Thursday, March 3, 2016

Pirates turn to hacking on the high-seas

Cunning tech-savvy pirates hacked a shipping company’s systems,
enabling them to carefully target cargo on the firm’s vessels.

From The Next Web by Amanda Connolly (+additional MarketWatch

Piracy these days generally refers to software, but Verizon has unearthed a case of real-life pirates actually conducting the act in order to raid a number of ships.
The group of pirates hacked into a shipping company’s content management system and managed to acquire confidential information on schedules and cargo aboard different vessels.
The report (➤ Data Breach Digest [Verizon]) explains:
Rather than spending days holding boats and their crew hostage while they rummaged through the cargo, these pirates began to attack shipping vessels in an extremely targeted and timely fashion. Specifically, they would board a shipping vessel, force the crew into one area and within a short amount of time they would depart. When crews eventually left their safe rooms hours later, it was to find that the pirates had headed straight for certain cargo containers.
While the situation is worrying for shipping companies, there is a silver lining – the report concluded that the group were indeed creative but not the most skilled hackers.
They failed to enable SSL on the web shell and sent their commands in plain text, which in turn allowed the shipping company to write a code to remove them relatively easily.

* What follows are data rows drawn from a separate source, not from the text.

//! `afd status` specs.

use crate::prelude::*;

#[test]
fn status_reports_not_running_before_daemon_start() {
    let env = Env::empty();

    env.afd()
        .args(&["status"])
        .passes()
        .stdout_has("not running");
}

#[test]
fn status_reports_activity_counters_after_start() {
    let env = Env::empty();
    env.afd().args(&["daemon", "start"]).passes();

    env.afd()
        .args(&["status"])
        .passes()
        .stdout_has("hosts")
        .stdout_has("dirs")
        .stdout_has("pending jobs");
}

#[test]
fn status_json_output_is_well_formed() {
    let env = Env::empty();
    env.afd().args(&["daemon", "start"]).passes();

    let out = env
        .afd()
        .args(&["--output", "json", "status"])
        .passes();
    let stdout = out.stdout();
    let parsed: serde_json::Value =
        serde_json::from_str(&stdout).expect("status --output json should be valid JSON");
    assert!(parsed.get("running").is_some());
}

#[test]
fn amg_toggle_round_trips() {
    let env = Env::empty();
    env.afd().args(&["daemon", "start"]).passes();

    env.afd().args(&["amg", "stop"]).passes();
    env.afd().args(&["amg", "start"]).passes();
}

#[test]
fn fd_toggle_round_trips() {
    let env = Env::empty();
    env.afd().args(&["daemon", "start"]).passes();

    env.afd().args(&["fd", "stop"]).passes();
    env.afd().args(&["fd", "start"]).passes();
}
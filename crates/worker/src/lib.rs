// SPDX-License-Identifier: BUSL-1.1
// Copyright (c) 2026 Alfred Jean LLC

// Allow panic!/unwrap/expect in test code
#![cfg_attr(test, allow(clippy::panic))]
#![cfg_attr(test, allow(clippy::unwrap_used))]
#![cfg_attr(test, allow(clippy::expect_used))]

//! The protocol worker (C5): a polymorphic connect/send-file/disconnect
//! capability set, the state machine that drives it through
//! `INIT -> ... -> DONE | ERROR | TIMEOUT | CANCELLED`, and the
//! trace-stream framing its terminal transitions emit.

#[cfg(any(test, feature = "test-support"))]
mod fake;
mod loc;
mod protocol;
mod simulate;
mod state_machine;
mod trace;

pub use loc::LocAdapter;
pub use protocol::{ProtocolAdapter, ProtocolError};
pub use simulate::SimulateAdapter;
pub use state_machine::{list_staged_files, run_worker, TransferFile, WorkerResult};
pub use trace::{format_trace_line, sanitize, split_lines, TraceSign};

#[cfg(feature = "test-support")]
pub use fake::{FakeAdapter, FakeCall, FakeScript};
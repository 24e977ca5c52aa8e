// SPDX-License-Identifier: BUSL-1.1
// Copyright (c) 2026 Alfred Jean LLC

//! Host-config and directory-config file parsing.
//!
//! Both files are versioned TOML documents. A parse or id-uniqueness
//! failure aborts the reload entirely rather than partially applying it,
//! so a malformed edit never leaves HST/DST in a mixed state.

use afd_core::event::{DirConfigEntry, HostConfigEntry};
use serde::Deserialize;
use std::collections::HashSet;
use std::path::Path;
use thiserror::Error;

pub const SUPPORTED_HOST_CONFIG_VERSION: u32 = 1;
pub const SUPPORTED_DIR_CONFIG_VERSION: u32 = 1;

#[derive(Debug, Error)]
pub enum ConfigError {
    #[error("I/O error reading {path}: {source}")]
    Io {
        path: String,
        #[source]
        source: std::io::Error,
    },
    #[error("failed to parse {path}: {source}")]
    Parse {
        path: String,
        #[source]
        source: toml::de::Error,
    },
    #[error("host config version {found} is not supported (expected {expected})")]
    UnsupportedHostVersion { found: u32, expected: u32 },
    #[error("directory config version {found} is not supported (expected {expected})")]
    UnsupportedDirVersion { found: u32, expected: u32 },
    #[error("duplicate host_id {0} in host config")]
    DuplicateHostId(u32),
    #[error("duplicate dir_id {0} in directory config")]
    DuplicateDirId(u32),
}

#[derive(Debug, Clone, Deserialize)]
struct HostConfigFile {
    version: u32,
    #[serde(default)]
    hosts: Vec<HostConfigEntry>,
}

#[derive(Debug, Clone, Deserialize)]
struct DirConfigFile {
    version: u32,
    #[serde(default)]
    dirs: Vec<DirConfigEntry>,
}

/// Load and validate the host-config file at `path`. Returns the parsed
/// entries in file order; the reconciler (`MaterializedState::apply_event`
/// via `Event::HostConfigReloaded`) is responsible for diffing against the
/// live table.
pub fn load_host_config(path: &Path) -> Result<Vec<HostConfigEntry>, ConfigError> {
    let text = std::fs::read_to_string(path).map_err(|source| ConfigError::Io {
        path: path.display().to_string(),
        source,
    })?;
    let parsed: HostConfigFile = toml::from_str(&text).map_err(|source| ConfigError::Parse {
        path: path.display().to_string(),
        source,
    })?;

    if parsed.version != SUPPORTED_HOST_CONFIG_VERSION {
        return Err(ConfigError::UnsupportedHostVersion {
            found: parsed.version,
            expected: SUPPORTED_HOST_CONFIG_VERSION,
        });
    }

    let mut seen = HashSet::new();
    for host in &parsed.hosts {
        if !seen.insert(host.host_id) {
            return Err(ConfigError::DuplicateHostId(host.host_id.get()));
        }
    }

    Ok(parsed.hosts)
}

/// Load and validate the directory-config file at `path`.
pub fn load_dir_config(path: &Path) -> Result<Vec<DirConfigEntry>, ConfigError> {
    let text = std::fs::read_to_string(path).map_err(|source| ConfigError::Io {
        path: path.display().to_string(),
        source,
    })?;
    let parsed: DirConfigFile = toml::from_str(&text).map_err(|source| ConfigError::Parse {
        path: path.display().to_string(),
        source,
    })?;

    if parsed.version != SUPPORTED_DIR_CONFIG_VERSION {
        return Err(ConfigError::UnsupportedDirVersion {
            found: parsed.version,
            expected: SUPPORTED_DIR_CONFIG_VERSION,
        });
    }

    let mut seen = HashSet::new();
    for dir in &parsed.dirs {
        if !seen.insert(dir.dir_id) {
            return Err(ConfigError::DuplicateDirId(dir.dir_id.get()));
        }
    }

    Ok(parsed.dirs)
}

#[cfg(test)]
#[path = "config_tests.rs"]
mod tests;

The report also states that they discovered numerous mistyped commands.
The shipping company successfully managed to implement a reverse shell and curb any further attempts at hacking by the pirates, which did happen.

The report claims they saw the pirates spending a lot of time trying to get around their newly-secured CMS (Content Management System), which ultimately proved to be unsuccessful.
The pirates also appear to have not used a proxy during these attempts from their home systems, which is just a rookie mistake.
The report reads, “These threat actors, while given points for creativity, were clearly not highly skilled. For instance, we found numerous mistyped commands and observed the threat actors constantly struggled with the compromised servers.”
“We then honed in on the network traffic surrounding the CMS managing shipping routes,” said Verizon RISK Team.
“We discovered that a malicious web shell had been uploaded onto the server.”
Web shells can compromise legitimate web apps on a server.
“The threat actors used an insecure upload script to upload the web shell and then directly call it as this directory was web accessible,” noted Verizon RISK Team.
“Essentially, this allowed the threat actors to interact with the webserver and perform actions such as uploading and downloading data, as well as running various commands.”

Chillingly, the hackers were able to pull down documents for future shipments, identify specific crates and the vessels scheduled to carry them.
Verizon RISK Team did not reveal specific details of how it tackled the hackers but said that it capitalized on “several mistakes” made by the high-tech pirates.
The report did not reveal the location of the incidents or when they happened, although there been frequent attacks by Somali pirates on commercial shipping off Africa’s east coast in recent years.
And these modern day pirates seemed to know exactly where to find their loot.
“When crews eventually left their safe rooms hours later, it was to find that the pirates had headed straight for certain cargo containers,” the report added.
“It became apparent to the shipping company that the pirates had specific knowledge of the contents of each of the shipping crates being moved.”

So how did these pirates of the high seas know exactly what ships to invade and where to go once they had gotten onboard and taken the crew hostage?
“They’d board a vessel, locate by bar code specific sought-after crates containing valuables, steal the contents of that crate—and that crate only—and then depart the vessel without further incident,” the report said
 “Fast, clean and easy.”
According to Verizon, the pirates-turned-hackers found a way to see merchandise details in the records carriers release — and to see which vessels were scheduled to carry it.
Verizon described the hack in its annual data breach postmortem released Tuesday.
(For a more technical explanation of their attack, see page 55 of the report.)
So they helped the shipping company shut down severs the pirates had compromised and build a security plan.

While pirates aren’t a new nuisance in the maritime world, this attack shows that they are becoming more and more advanced in their techniques, even if these ones were a little rough around the edges.
Not so long ago, the Ukraine experienced the world’s first blackout caused by hackers after an attack on its regional power authorities left the systems infected with malware.

This is an example of yet another industry that has inadvertently left itself open to hacking.
A pirate that’s armed with both ammunition and hacking skills is not something that all industries are ready to face.